§ **Work instruction**:
The lines wanted are those in the data below that include "MessageId".

[Dataset entries]
══════

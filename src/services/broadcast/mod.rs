pub mod scheduler;

pub use scheduler::{BroadcastScheduler, DeletionHandle, PendingDeletion, Published};
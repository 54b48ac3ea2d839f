//! Brings a guild's button channel back to a clean state: sweep recent
//! history, then post a fresh panel bound to the current notify channel.

use std::sync::Arc;
use std::time::Duration;

use serenity::all::{ChannelId, MessageId};
use tracing::{info, warn};

use crate::components::notify_buttons;
use crate::db::models::ChannelRole;
use crate::db::store::{ConfigStore, StoreError};
use crate::services::broadcast::BroadcastScheduler;
use crate::services::lifecycle::purge::{purge_recent, removed_count};
use crate::services::transport::{ChatTransport, DeleteOutcome, DeliveryError};

/// What happened to one button channel
#[derive(Debug)]
pub struct ReconcileReport {
    pub guild_id: u64,
    pub channel_id: ChannelId,
    pub purged: Vec<(MessageId, DeleteOutcome)>,
    pub panel: PanelOutcome,
}

#[derive(Debug)]
pub enum PanelOutcome {
    Posted(MessageId),
    /// No notify channel to bind the buttons to
    NotConfigured,
    Failed(DeliveryError),
}

/// Per-guild result of the startup pass
#[derive(Debug)]
pub enum StartupOutcome {
    Reconciled(ReconcileReport),
    Skipped {
        guild_id: u64,
        missing: Vec<ChannelRole>,
    },
}

pub struct Reconciler {
    store: Arc<dyn ConfigStore>,
    scheduler: Arc<BroadcastScheduler>,
    transport: Arc<dyn ChatTransport>,
    purge_limit: u8,
    purge_pacing: Duration,
}

impl Reconciler {
    pub fn new(
        store: Arc<dyn ConfigStore>,
        scheduler: Arc<BroadcastScheduler>,
        transport: Arc<dyn ChatTransport>,
        purge_limit: u8,
        purge_pacing: Duration,
    ) -> Self {
        Self {
            store,
            scheduler,
            transport,
            purge_limit,
            purge_pacing,
        }
    }

    /// Reconcile every guild whose button and notify channels are both set
    pub async fn reconcile_startup(&self) -> Result<Vec<StartupOutcome>, StoreError> {
        let configs = self.store.list_all().await?;
        let mut outcomes = Vec::with_capacity(configs.len());

        for config in configs {
            let guild_id = config.guild_id as u64;

            let (Some(button), Some(notify)) = (config.button_channel(), config.notify_channel())
            else {
                let missing = config.missing_for_panel();
                info!(
                    "Skipping guild {} on startup, missing channels: {:?}",
                    guild_id, missing
                );
                outcomes.push(StartupOutcome::Skipped { guild_id, missing });
                continue;
            };

            let report = self.rebuild(guild_id, button, Some(notify)).await;
            outcomes.push(StartupOutcome::Reconciled(report));
        }

        Ok(outcomes)
    }

    /// Reconcile `channel_id` as the guild's button channel, using the
    /// notify channel currently stored for the guild
    pub async fn reconcile_channel(
        &self,
        guild_id: u64,
        channel_id: ChannelId,
    ) -> Result<ReconcileReport, StoreError> {
        let notify = self
            .store
            .get(guild_id)
            .await?
            .and_then(|config| config.notify_channel());

        Ok(self.rebuild(guild_id, channel_id, notify).await)
    }

    async fn rebuild(
        &self,
        guild_id: u64,
        channel_id: ChannelId,
        notify: Option<ChannelId>,
    ) -> ReconcileReport {
        let purged = purge_recent(
            self.transport.as_ref(),
            channel_id,
            self.purge_limit,
            self.purge_pacing,
        )
        .await;

        let panel = match notify {
            Some(notify) => {
                let surface = notify_buttons::control_surface(notify);
                match self.scheduler.publish(channel_id, &surface, None).await {
                    Ok(published) => PanelOutcome::Posted(published.message_id),
                    Err(e) => {
                        warn!(
                            "Failed to post button panel in channel {} (guild {}): {}",
                            channel_id, guild_id, e
                        );
                        PanelOutcome::Failed(e)
                    }
                }
            }
            None => PanelOutcome::NotConfigured,
        };

        info!(
            "Reconciled guild {} channel {}: purged {}/{}, panel {:?}",
            guild_id,
            channel_id,
            removed_count(&purged),
            purged.len(),
            panel
        );

        ReconcileReport {
            guild_id,
            channel_id,
            purged,
            panel,
        }
    }
}

#[cfg(test)]
mod tests {
    use tokio_test::{assert_err, assert_ok};

    use super::*;
    use crate::db::memory::MemoryConfigStore;
    use crate::testing::RecordingTransport;

    struct Fixture {
        transport: Arc<RecordingTransport>,
        store: Arc<MemoryConfigStore>,
        scheduler: Arc<BroadcastScheduler>,
        reconciler: Reconciler,
    }

    fn fixture() -> Fixture {
        let transport = Arc::new(RecordingTransport::new());
        let store = Arc::new(MemoryConfigStore::new());
        let scheduler = Arc::new(BroadcastScheduler::new(transport.clone()));
        let reconciler = Reconciler::new(
            store.clone(),
            scheduler.clone(),
            transport.clone(),
            20,
            Duration::from_secs(1),
        );
        Fixture {
            transport,
            store,
            scheduler,
            reconciler,
        }
    }

    #[tokio::test(start_paused = true)]
    async fn test_startup_rebuilds_complete_guilds() {
        let f = fixture();
        let button = f.transport.add_channel_with_history(10, 25);
        let notify = f.transport.add_channel(20);
        assert_ok!(f.store.set_button_channel(1, button.get()).await);
        assert_ok!(f.store.set_notify_channel(1, notify.get()).await);

        let outcomes = assert_ok!(f.reconciler.reconcile_startup().await);
        assert_eq!(outcomes.len(), 1);

        let StartupOutcome::Reconciled(report) = &outcomes[0] else {
            panic!("expected reconciliation, got {:?}", outcomes[0]);
        };
        assert_eq!(report.purged.len(), 20);
        assert!(matches!(report.panel, PanelOutcome::Posted(_)));

        // 5 old messages survive the bounded sweep, plus the new panel
        assert_eq!(f.transport.live_messages(button).len(), 6);

        let panel = f.transport.sent_to(button);
        assert_eq!(panel.len(), 1);
        assert_eq!(panel[0].message.controls, notify_buttons::render(notify));
        assert_eq!(f.scheduler.pending_count(), 0);
    }

    #[tokio::test(start_paused = true)]
    async fn test_startup_skips_incomplete_guilds() {
        let f = fixture();
        let button = f.transport.add_channel_with_history(10, 5);
        assert_ok!(f.store.set_button_channel(1, button.get()).await);
        assert_ok!(f.store.set_sub_channel(1, 30).await);

        let outcomes = assert_ok!(f.reconciler.reconcile_startup().await);
        assert!(matches!(
            &outcomes[0],
            StartupOutcome::Skipped { guild_id: 1, missing } if missing == &vec![ChannelRole::Notify]
        ));
        assert!(f.transport.deletes().is_empty());
        assert!(f.transport.sent().is_empty());
    }

    #[tokio::test(start_paused = true)]
    async fn test_startup_with_no_guilds() {
        let f = fixture();
        assert!(assert_ok!(f.reconciler.reconcile_startup().await).is_empty());
    }

    #[tokio::test(start_paused = true)]
    async fn test_startup_store_down() {
        let f = fixture();
        f.store.set_offline(true);
        assert_err!(f.reconciler.reconcile_startup().await);
    }

    #[tokio::test(start_paused = true)]
    async fn test_reconcile_channel_without_notify() {
        let f = fixture();
        let channel = f.transport.add_channel_with_history(10, 3);
        assert_ok!(f.store.set_button_channel(1, channel.get()).await);

        let report = assert_ok!(f.reconciler.reconcile_channel(1, channel).await);
        assert_eq!(report.purged.len(), 3);
        assert!(matches!(report.panel, PanelOutcome::NotConfigured));
        assert!(f.transport.sent().is_empty());
    }

    #[tokio::test(start_paused = true)]
    async fn test_reconcile_channel_binds_current_notify() {
        let f = fixture();
        let channel = f.transport.add_channel(10);
        let notify = f.transport.add_channel(20);
        assert_ok!(f.store.set_notify_channel(1, notify.get()).await);

        let report = assert_ok!(f.reconciler.reconcile_channel(1, channel).await);
        assert!(matches!(report.panel, PanelOutcome::Posted(_)));
        assert_eq!(
            f.transport.sent_to(channel)[0].message.controls[0].custom_id,
            "chamuru_now_20"
        );
    }

    #[tokio::test(start_paused = true)]
    async fn test_broken_channel_reports_failed_panel() {
        let f = fixture();
        let channel = f.transport.add_channel_with_history(10, 2);
        let notify = f.transport.add_channel(20);
        assert_ok!(f.store.set_notify_channel(1, notify.get()).await);
        f.transport.break_channel(channel);

        let report = assert_ok!(f.reconciler.reconcile_channel(1, channel).await);
        assert!(report.purged.is_empty());
        assert!(matches!(report.panel, PanelOutcome::Failed(DeliveryError::Transport(_))));
    }
}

══════

§ **Answer to this problem**:
use serenity::all::{ChannelId, MessageId};
    pub purged: Vec<(MessageId, DeleteOutcome)>,
    Posted(MessageId),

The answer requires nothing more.